-- GIVEN INFORMATION --

impl Connective {
    fn of(node: &Node) -> Option<Self> {
        match node {
            Node::And(_) => Some(Connective::And),
            Node::Or(_) => Some(Connective::Or),
            _ => None,
        }
    }

    fn flip(self) -> Self {
        match self {
            Connective::And => Connective::Or,
            Connective::Or => Connective::And,
        }
    }

    fn wrap(self, children: Vec<Node>) -> Node {
        match self {
            Connective::And => Node::And(children),
            Connective::Or => Node::Or(children),
        }
    }

    /// Operator that merges several words of one polarity under this connective.
    fn merge_operator(self, polarity: Polarity) -> &'static str {
        match (self, polarity) {
            (Connective::And, Polarity::Plain) | (Connective::Or, Polarity::Negated) => {
                CONTAINS_ALL
            }
            (Connective::And, Polarity::Negated) | (Connective::Or, Polarity::Plain) => {
                CONTAINS_ANY
            }
        }
    }
}

#[derive(Debug, Clone, Copy, PartialEq, Eq)]
enum Polarity {
    Plain,
    Negated,
}

impl Polarity {
    fn build(self, children: Vec<Node>) -> Node {
        match self {
            Polarity::Plain => Node::Condition(children),
            Polarity::Negated => Node::Not(children),
        }
    }
}

/// Words collected for one (target, polarity, operator) key.
///
/// Words are stored list-encoded: commas inside a word are escaped.
#[derive(Debug)]
struct Bucket {
    target: String,
    polarity: Polarity,
    operator: &'static str,
    words: Vec<String>,
}

impl Bucket {
    fn into_node(mut self) -> Node {
        self.words.sort();
        self.words.dedup();
        let (operator, argument) = if self.words.len() == 1 {
            (CONTAINS, unescape(&self.words[0]))
        } else {
            (self.operator, self.words.join(","))
        };
        self.polarity
            .build(Node::triple(&self.target, operator, Some(argument.as_str())))
    }
}

/// Fold a filter tree.
pub fn fold(node: Node) -> Node {
    match node {
        Node::And(children) => fold_connective(Connective::And, children),
        Node::Or(children) => fold_connective(Connective::Or, children),
        Node::LogicalGroup(children) => fold_group(children),
        not @ Node::Not(_) if not.is_triple_not() => degrade(not),
        Node::Not(children) => fold_not(children),
        condition @ Node::Condition(_) => degrade(condition),
        other => other,
    }
}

-- INSTRUCTIONS TO FOLLOW --
Find all the lines containing "static" in the material, then copy them.

-- ANSWER TO THIS EXERCISE --
    fn merge_operator(self, polarity: Polarity) -> &'static str {
    operator: &'static str,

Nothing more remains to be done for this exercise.